WHAT TO WORK ON:
What is the number of lines in the data that contain "when"? Respond with nothing else.

DATA TO EXAMINE Block Start

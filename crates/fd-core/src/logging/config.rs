//! Where log settings come from.
//!
//! Precedence, lowest first: built-in defaults, `RUST_LOG` (only the
//! `fd_core` directive or a bare level), `FD_LOG`, `FD_LOG_FORMAT` and
//! `FD_LOG_TIMESTAMPS`, then the `-v`/`-q` and `--log-format` flags.

use serde::{Deserialize, Serialize};
use std::fmt;
use std::str::FromStr;

/// Log level. Takes precedence over RUST_LOG.
pub const ENV_LOG_LEVEL: &str = "FD_LOG";
/// `human` or `jsonl`.
pub const ENV_LOG_FORMAT: &str = "FD_LOG_FORMAT";
/// `0` or `false` drops timestamps from human output.
pub const ENV_LOG_TIMESTAMPS: &str = "FD_LOG_TIMESTAMPS";

/// How events are written to stderr.
#[derive(Debug, Clone, Copy, PartialEq, Eq, Default, Serialize, Deserialize, clap::ValueEnum)]
#[serde(rename_all = "lowercase")]
pub enum LogFormat {
    /// One formatted line per event.
    #[default]
    Human,
    /// One JSON object per event.
    Jsonl,
}

impl LogFormat {
    pub fn as_str(self) -> &'static str {
        match self {
            LogFormat::Human => "human",
            LogFormat::Jsonl => "jsonl",
        }
    }
}

impl FromStr for LogFormat {
    type Err = String;

    fn from_str(s: &str) -> Result<Self, Self::Err> {
        match s.trim().to_ascii_lowercase().as_str() {
            "human" | "text" => Ok(LogFormat::Human),
            "jsonl" | "json" => Ok(LogFormat::Jsonl),
            other => Err(format!("log format must be human or jsonl, got {:?}", other)),
        }
    }
}

impl fmt::Display for LogFormat {
    fn fmt(&self, f: &mut fmt::Formatter<'_>) -> fmt::Result {
        f.write_str(self.as_str())
    }
}

/// Most verbose level that is still emitted.
#[derive(Debug, Clone, Copy, PartialEq, Eq, PartialOrd, Ord, Default, Serialize, Deserialize)]
#[serde(rename_all = "lowercase")]
pub enum LogLevel {
    Trace,
    Debug,
    #[default]
    Info,
    Warn,
    Error,
    Off,
}

impl LogLevel {
    const ALL: [LogLevel; 6] = [
        LogLevel::Trace,
        LogLevel::Debug,
        LogLevel::Info,
        LogLevel::Warn,
        LogLevel::Error,
        LogLevel::Off,
    ];

    /// Directive spelling, as accepted by `EnvFilter`.
    pub fn as_str(self) -> &'static str {
        match self {
            LogLevel::Trace => "trace",
            LogLevel::Debug => "debug",
            LogLevel::Info => "info",
            LogLevel::Warn => "warn",
            LogLevel::Error => "error",
            LogLevel::Off => "off",
        }
    }

    /// Level for a `-v` count and a `--quiet` flag.
    ///
    /// Returns `None` when neither was given, so environment settings apply.
    pub fn from_verbosity(verbose: u8, quiet: bool) -> Option<Self> {
        match (quiet, verbose) {
            (true, _) => Some(LogLevel::Error),
            (false, 0) => None,
            (false, 1) => Some(LogLevel::Debug),
            (false, _) => Some(LogLevel::Trace),
        }
    }
}

impl FromStr for LogLevel {
    type Err = String;

    fn from_str(s: &str) -> Result<Self, Self::Err> {
        let wanted = match s.trim().to_ascii_lowercase().as_str() {
            "warning" => "warn".to_string(),
            "none" | "quiet" => "off".to_string(),
            other => other.to_string(),
        };
        LogLevel::ALL
            .into_iter()
            .find(|level| level.as_str() == wanted)
            .ok_or_else(|| format!("unrecognized log level {:?}", s))
    }
}

impl fmt::Display for LogLevel {
    fn fmt(&self, f: &mut fmt::Formatter<'_>) -> fmt::Result {
        f.write_str(self.as_str())
    }
}

/// Level set for `fd_core` in a RUST_LOG directive string.
///
/// Accepts a bare level (`debug`) or a target directive (`fd_core=debug`);
/// the target directive wins when both are present.
fn level_from_rust_log(value: &str) -> Option<LogLevel> {
    let mut bare = None;
    for directive in value.split(',') {
        match directive.split_once('=') {
            Some((target, level)) if target.trim() == "fd_core" => return level.parse().ok(),
            Some(_) => {}
            None => bare = directive.parse().ok().or(bare),
        }
    }
    bare
}

fn flag_value(value: &str) -> Option<bool> {
    match value.trim().to_ascii_lowercase().as_str() {
        "1" | "true" | "yes" | "on" => Some(true),
        "0" | "false" | "no" | "off" => Some(false),
        _ => None,
    }
}

/// Resolved logging settings for one run.
#[derive(Debug, Clone, PartialEq)]
pub struct LogConfig {
    pub format: LogFormat,
    pub level: LogLevel,
    /// Prefix human lines with a timestamp. JSON lines always carry one.
    pub timestamps: bool,
}

impl Default for LogConfig {
    fn default() -> Self {
        LogConfig {
            format: LogFormat::default(),
            level: LogLevel::default(),
            timestamps: true,
        }
    }
}

impl LogConfig {
    /// Settings from the process environment, with CLI values on top.
    pub fn from_env(cli_level: Option<LogLevel>, cli_format: Option<LogFormat>) -> Self {
        Self::from_lookup(cli_level, cli_format, |key| std::env::var(key).ok())
    }

    /// [`LogConfig::from_env`] with an injectable variable lookup.
    ///
    /// Unparseable values are ignored rather than reported, so a typo in
    /// the environment never stops a run.
    pub fn from_lookup(
        cli_level: Option<LogLevel>,
        cli_format: Option<LogFormat>,
        lookup: impl Fn(&str) -> Option<String>,
    ) -> Self {
        let env_level = match lookup(ENV_LOG_LEVEL) {
            Some(value) => value.parse().ok(),
            None => lookup("RUST_LOG").as_deref().and_then(level_from_rust_log),
        };
        let env_format = lookup(ENV_LOG_FORMAT).and_then(|v| v.parse().ok());
        let env_timestamps = lookup(ENV_LOG_TIMESTAMPS).as_deref().and_then(flag_value);

        let defaults = LogConfig::default();
        LogConfig {
            format: cli_format.or(env_format).unwrap_or(defaults.format),
            level: cli_level.or(env_level).unwrap_or(defaults.level),
            timestamps: env_timestamps.unwrap_or(defaults.timestamps),
        }
    }
}

#[cfg(test)]
mod tests {
    use super::*;
    use std::collections::HashMap;

    fn env(pairs: &[(&str, &str)]) -> impl Fn(&str) -> Option<String> {
        let map: HashMap<String, String> = pairs
            .iter()
            .map(|(k, v)| (k.to_string(), v.to_string()))
            .collect();
        move |key| map.get(key).cloned()
    }

    #[test]
    fn test_format_names() {
        assert_eq!("JSON".parse::<LogFormat>(), Ok(LogFormat::Jsonl));
        assert_eq!(" human ".parse::<LogFormat>(), Ok(LogFormat::Human));
        assert!("xml".parse::<LogFormat>().is_err());
        assert_eq!(LogFormat::Jsonl.to_string(), "jsonl");
    }

    #[test]
    fn test_level_names_round_trip() {
        for level in LogLevel::ALL {
            assert_eq!(level.as_str().parse::<LogLevel>(), Ok(level));
        }
        assert_eq!("Warning".parse::<LogLevel>(), Ok(LogLevel::Warn));
        assert_eq!("quiet".parse::<LogLevel>(), Ok(LogLevel::Off));
        assert!("loud".parse::<LogLevel>().is_err());
    }

    #[test]
    fn test_verbosity() {
        assert_eq!(LogLevel::from_verbosity(0, false), None);
        assert_eq!(LogLevel::from_verbosity(1, false), Some(LogLevel::Debug));
        assert_eq!(LogLevel::from_verbosity(3, false), Some(LogLevel::Trace));
        assert_eq!(LogLevel::from_verbosity(2, true), Some(LogLevel::Error));
    }

    #[test]
    fn test_defaults_without_env() {
        assert_eq!(LogConfig::from_lookup(None, None, env(&[])), LogConfig::default());
    }

    #[test]
    fn test_fd_log_beats_rust_log() {
        let cfg = LogConfig::from_lookup(None, None, env(&[("FD_LOG", "warn"), ("RUST_LOG", "trace")]));
        assert_eq!(cfg.level, LogLevel::Warn);
    }

    #[test]
    fn test_rust_log_directives() {
        let cfg = LogConfig::from_lookup(None, None, env(&[("RUST_LOG", "info,fd_core=debug")]));
        assert_eq!(cfg.level, LogLevel::Debug);
        let cfg = LogConfig::from_lookup(None, None, env(&[("RUST_LOG", "hyper=trace")]));
        assert_eq!(cfg.level, LogLevel::Info);
        let cfg = LogConfig::from_lookup(None, None, env(&[("RUST_LOG", "error")]));
        assert_eq!(cfg.level, LogLevel::Error);
    }

    #[test]
    fn test_cli_overrides_env() {
        let cfg = LogConfig::from_lookup(
            Some(LogLevel::Trace),
            Some(LogFormat::Human),
            env(&[("FD_LOG", "error"), ("FD_LOG_FORMAT", "jsonl")]),
        );
        assert_eq!(cfg.level, LogLevel::Trace);
        assert_eq!(cfg.format, LogFormat::Human);

        let cfg = LogConfig::from_lookup(None, None, env(&[("FD_LOG_FORMAT", "jsonl")]));
        assert_eq!(cfg.format, LogFormat::Jsonl);
    }

    #[test]
    fn test_timestamps_flag() {
        let cfg = LogConfig::from_lookup(None, None, env(&[("FD_LOG_TIMESTAMPS", "0")]));
        assert!(!cfg.timestamps);
        let cfg = LogConfig::from_lookup(None, None, env(&[("FD_LOG_TIMESTAMPS", "maybe")]));
        assert!(cfg.timestamps);
    }
}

DATA TO EXAMINE Block End

REPLY:
2